Stell instantly became a festival and airwave staple with his debut EP, driven by the success of the Nicole Millar-featuring ‘Tell Me’. Never one to rely on a formula, he developed his sound further on the following EP XXIV which housed two of his biggest songs ‘Telescope’ with K. Flay and ‘No One’ with Thelma Plum. That was only to be topped by standalone drop ‘Wolfie’ featuring Julia Stone, a track that has since had over 20 million streams.
Stell had already become a firm favourite in his home country, selling out his 2015 national tour, but the rest of the world was catching. He drew praise from the likes of electronic music heavyweights like Porter Robinson before taking his shows to the US. He played large-scale electronic music festivals including HARD Summer and Holy Ship.
The debut album was Stell’s next challenge and it’s one that he painstakingly crafted. SECT arrived in 2018, almost two years after his previous release, and showcased an immersive sound that emphasised the journey rather than singular destinations.
“I’m never going to pander,” says Stell, adding, “SECT was an exercise in not being tied down to one thing or one sound.” He wanted the record to showcase a purposeful evolution and the result was a “concept record” that needed to be devoured whole rather than in chunks; a rarity in modern dance music. The album reached #1 on the iTunes Chart and also nabbed the coveted triple j feature album.
With the debut album on hand, he developed a live show that took the Golden Features experience even higher. The SECT headline tour saw him sell over 15,000 tickets across six shows. He also closed out the 2018/2019 edition of Falls Festival with a triumphant victory lap that left a lasting impression. SECT lent itself to the live arena as Stell took the opportunity to take fans on a trip through dark, pulsating beats and dizzying experimentation. “The sets need to flow like an opera,” he says. “It needs sections that are down-beat. It needs to flow and take you on a journey.”
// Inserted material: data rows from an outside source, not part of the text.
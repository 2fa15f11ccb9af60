//! Liquidity manager: applying signed liquidity deltas across a tick
//! range. Grounded on Uniswap V3's `tick::update`, generalized from
//! the position-upper/lower two-call shape into a single entry point
//! that updates both boundary ticks and the active liquidity.

use crate::pool::Pool;

impl Pool {
    /// Applies `liquidity_delta` over `[tick_lower, tick_upper)`.
    /// Updates both boundary ticks unconditionally, and the pool's
    /// active liquidity only when the current tick sits inside the
    /// range. Active liquidity is clamped to non-negative: a caller
    /// applying an inconsistent sequence of deltas (e.g. removing more
    /// than was added) cannot drive liquidity negative.
    pub fn apply_liquidity_delta(&mut self, tick_lower: i32, tick_upper: i32, liquidity_delta: i128) {
        if liquidity_delta == 0 {
            return;
        }

        let gross_delta = liquidity_delta.unsigned_abs() as i128;
        self.tick_book.update_tick(tick_lower, liquidity_delta, gross_delta);
        self.tick_book.update_tick(tick_upper, -liquidity_delta, gross_delta);

        if tick_lower <= self.tick_current && self.tick_current < tick_upper {
            let new_liquidity = self.liquidity as i128 + liquidity_delta;
            if new_liquidity < 0 {
                tracing::warn!(
                    tick_lower,
                    tick_upper,
                    liquidity_delta,
                    "liquidity delta would drive active liquidity negative; clamping to zero"
                );
            }
            self.liquidity = new_liquidity.max(0) as u128;
        }
    }
}

#[cfg(test)]
mod tests {
    use super::*;
    use crate::config::PoolConfig;
    use crate::math::tick_to_sqrt_price_x64;

    #[test]
    fn delta_inside_range_adjusts_active_liquidity() {
        let mut pool = crate::pool::Pool::new(PoolConfig::new(100, 60), tick_to_sqrt_price_x64(7));
        pool.apply_liquidity_delta(5, 10, 1000);

        assert_eq!(pool.liquidity, 1000);
        assert_eq!(pool.tick_book.get(5).unwrap().liquidity_net, 1000);
        assert_eq!(pool.tick_book.get(5).unwrap().liquidity_gross, 1000);
        assert_eq!(pool.tick_book.get(10).unwrap().liquidity_net, -1000);
        assert_eq!(pool.tick_book.get(10).unwrap().liquidity_gross, 1000);
    }

    #[test]
    fn delta_outside_range_does_not_touch_active_liquidity() {
        let mut pool = crate::pool::Pool::new(PoolConfig::new(100, 60), tick_to_sqrt_price_x64(7));
        pool.apply_liquidity_delta(100, 200, 1000);
        assert_eq!(pool.liquidity, 0);
    }

    #[test]
    fn round_trip_net_zero_removes_ticks() {
        let mut pool = crate::pool::Pool::new(PoolConfig::new(100, 60), tick_to_sqrt_price_x64(7));
        pool.apply_liquidity_delta(5, 10, 1000);
        pool.apply_liquidity_delta(5, 10, -1000);

        assert_eq!(pool.liquidity, 0);
        assert!(pool.tick_book.get(5).is_none());
        assert!(pool.tick_book.get(10).is_none());
    }
}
The album was a personal work that saw Stell allow very few collaborators into his world. It had just one featured vocalist with the producer admitting he’s, “very particular about how things are done.” A drive to keep creating music that sounds new, however, has seen him enter a collaborative stage of his career that has already resulted in projects with The Presets and ODESZA plus a production credit on Katy Perry’s 2017 record Witness.
“Before [The Presets] I’d never really worked with anyone else for an extended period of time,” he says, speaking about 2019 EP Raka. The project featured some of Stell’s boldest production to date matching the vocal energy of Julian Hamilton with vibrant, all-encompassing beats. Simultaneously Stell was embracing more collaborative work, this time however with dynamic US electronic duo Odesza.
The two acts had been on the festival circuit together a few times, notably “getting slowly seduced by each other’s music,” on Groovin The Moo in 2016. After ODESZA played Laneway Festival in 2018, however, they rented an isolated house together in New South Wales and started aimlessly working on material.
As always, Stell is already looking ahead to his next creative turn. He has been reinvigorated once again by time immersing himself in the Berlin techno scene. There’s a clear direction for what he wants to do yet, not that anybody will be able to guess it.
“You lose scope of your work the more you work on it,” Stell says. “I’m all about getting the ideas down quick...getting the heart of the song in it and then going in to refine the song until it shines.”
Stell’s next move is a mystery until it’s unveiled but there’s one thing we know for sure. He’s always looking for a detour into the next unexplored space of electronic music.